The Journey to Achieving Hyperscale Availability with AI-Driven Prediction

Jun 30, 2026

At hyperscale, a regional cloud outage is not merely a technical disruption—for Samsung Account, which serves 2.1 billion users across three global regions, it is an immediate global service crisis. Fragmented, region-siloed monitoring creates blind spots that make early detection nearly impossible, leaving SRE teams perpetually reactive rather than predictive. The path to proactive reliability requires both a philosophical shift and a foundational change in how observability data is collected, unified, and reasoned over.

In this session, Samsung’s Je Min Kim (Dev Lead) and Junhee Kim (DevOps Engineer) share how their team built an agentic AI platform that included an AIOps Agent which, using Datadog MCP Server, predicted a major regional cloud failure before it happened. They also explain how that event catalyzed rebuilding their telemetry strategy around a single source of truth.

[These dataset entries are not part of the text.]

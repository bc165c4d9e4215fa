use serde::Deserialize;

/// Lower bound for the speech rate multiplier.
pub const MIN_TTS_RATE: f32 = 0.1;
/// Upper bound for the speech rate multiplier.
pub const MAX_TTS_RATE: f32 = 4.0;
/// Upper bound for pitch (1.0 is the engine's natural pitch).
pub const MAX_TTS_PITCH: f32 = 2.0;
/// Upper bound for volume (1.0 is the engine's natural volume).
pub const MAX_TTS_VOLUME: f32 = 2.0;
/// Cap on the artificial gap between consecutive speech requests.
pub const MAX_PAUSE_AFTER_UNIT_SECS: f32 = 2.0;
/// Largest number of units grouped into one speech request.
pub const MAX_CHUNK_SIZE: usize = 64;

/// High-level app configuration, flattened from the sectioned TOML layout.
#[derive(Debug, Clone, PartialEq)]
pub struct AppConfig {
    pub log_level: LogLevel,
    pub segment_mode: SegmentMode,
    pub chunk_size: usize,
    pub word_chunk_size: usize,
    pub auto_continue: bool,
    pub pause_after_unit_secs: f32,
    pub tts_rate: f32,
    pub tts_pitch: f32,
    pub tts_volume: f32,
    pub preferred_voices: Vec<String>,
    pub language_prefix: String,
    pub engine_program: String,
    pub normalize_unicode: bool,
    pub join_hyphenated_words: bool,
    pub collapse_whitespace: bool,
    pub remove_space_before_punctuation: bool,
    pub highlight_color: HighlightColor,
    pub context_units: usize,
    pub use_color: bool,
}

impl Default for AppConfig {
    fn default() -> Self {
        AppConfig {
            log_level: crate::config::defaults::default_log_level(),
            segment_mode: crate::config::defaults::default_segment_mode(),
            chunk_size: crate::config::defaults::default_chunk_size(),
            word_chunk_size: crate::config::defaults::default_word_chunk_size(),
            auto_continue: crate::config::defaults::default_auto_continue(),
            pause_after_unit_secs: crate::config::defaults::default_pause_after_unit_secs(),
            tts_rate: crate::config::defaults::default_tts_rate(),
            tts_pitch: crate::config::defaults::default_tts_pitch(),
            tts_volume: crate::config::defaults::default_tts_volume(),
            preferred_voices: crate::config::defaults::default_preferred_voices(),
            language_prefix: crate::config::defaults::default_language_prefix(),
            engine_program: crate::config::defaults::default_engine_program(),
            normalize_unicode: true,
            join_hyphenated_words: true,
            collapse_whitespace: true,
            remove_space_before_punctuation: true,
            highlight_color: crate::config::defaults::default_highlight_color(),
            context_units: crate::config::defaults::default_context_units(),
            use_color: true,
        }
    }
}

impl AppConfig {
    /// Keep runtime values in bounds regardless of where they came from.
    pub fn clamped(mut self) -> Self {
        self.chunk_size = self.chunk_size.clamp(1, MAX_CHUNK_SIZE);
        self.word_chunk_size = self.word_chunk_size.clamp(1, MAX_CHUNK_SIZE);
        self.pause_after_unit_secs = self
            .pause_after_unit_secs
            .clamp(0.0, MAX_PAUSE_AFTER_UNIT_SECS);
        self.tts_rate = self.tts_rate.clamp(MIN_TTS_RATE, MAX_TTS_RATE);
        self.tts_pitch = self.tts_pitch.clamp(0.0, MAX_TTS_PITCH);
        self.tts_volume = self.tts_volume.clamp(0.0, MAX_TTS_VOLUME);
        self.highlight_color = HighlightColor {
            r: self.highlight_color.r.clamp(0.0, 1.0),
            g: self.highlight_color.g.clamp(0.0, 1.0),
            b: self.highlight_color.b.clamp(0.0, 1.0),
            a: self.highlight_color.a.clamp(0.0, 1.0),
        };
        self
    }

    /// Number of units grouped into one speech request for the active mode.
    pub fn effective_chunk_size(&self) -> usize {
        match self.segment_mode {
            SegmentMode::Sentence => self.chunk_size,
            SegmentMode::Word => self.word_chunk_size,
        }
    }
}

/// How extracted text is cut into narration units.
#[derive(Debug, Clone, Copy, Deserialize, serde::Serialize, PartialEq, Eq, Default)]
#[serde(rename_all = "kebab-case")]
pub enum SegmentMode {
    #[default]
    Sentence,
    Word,
}

impl std::fmt::Display for SegmentMode {
    fn fmt(&self, f: &mut std::fmt::Formatter<'_>) -> std::fmt::Result {
        let label = match self {
            SegmentMode::Sentence => "sentence",
            SegmentMode::Word => "word",
        };
        write!(f, "{}", label)
    }
}

#[derive(Debug, Clone, Copy, PartialEq, serde::Deserialize, serde::Serialize)]
pub struct HighlightColor {
    pub r: f32,
    pub g: f32,
    pub b: f32,
    pub a: f32,
}

impl HighlightColor {
    /// 8-bit RGB triple, with alpha blended over a black background.
    pub fn to_rgb8(self) -> (u8, u8, u8) {
        let blend = |channel: f32| {
            let alpha = self.a.clamp(0.0, 1.0).max(0.35);
            (channel.clamp(0.0, 1.0) * alpha * 255.0).round() as u8
        };
        (blend(self.r), blend(self.g), blend(self.b))
    }
}

/// Supported logging verbosity levels.
#[derive(Debug, Clone, Copy, Deserialize, serde::Serialize, PartialEq, Eq)]
#[serde(rename_all = "lowercase")]
pub enum LogLevel {
    Trace,
    Debug,
    Info,
    Warn,
    Error,
}

impl Default for LogLevel {
    fn default() -> Self {
        LogLevel::Debug
    }
}

impl std::fmt::Display for LogLevel {
    fn fmt(&self, f: &mut std::fmt::Formatter<'_>) -> std::fmt::Result {
        write!(f, "{}", self.as_filter_str())
    }
}

impl LogLevel {
    pub fn as_filter_str(self) -> &'static str {
        match self {
            LogLevel::Trace => "trace",
            LogLevel::Debug => "debug",
            LogLevel::Info => "info",
            LogLevel::Warn => "warn",
            LogLevel::Error => "error",
        }
    }
}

They walk through the real outage case study where AI-assisted analysis surfaced subtle precursor signals spanning services, infrastructure, managed databases, and DNS layers that no single alert would have caught. They also explain how Observability Pipelines and CloudPrem now serve as the unified telemetry foundation that enables their AI systems to reason with greater confidence at global scale.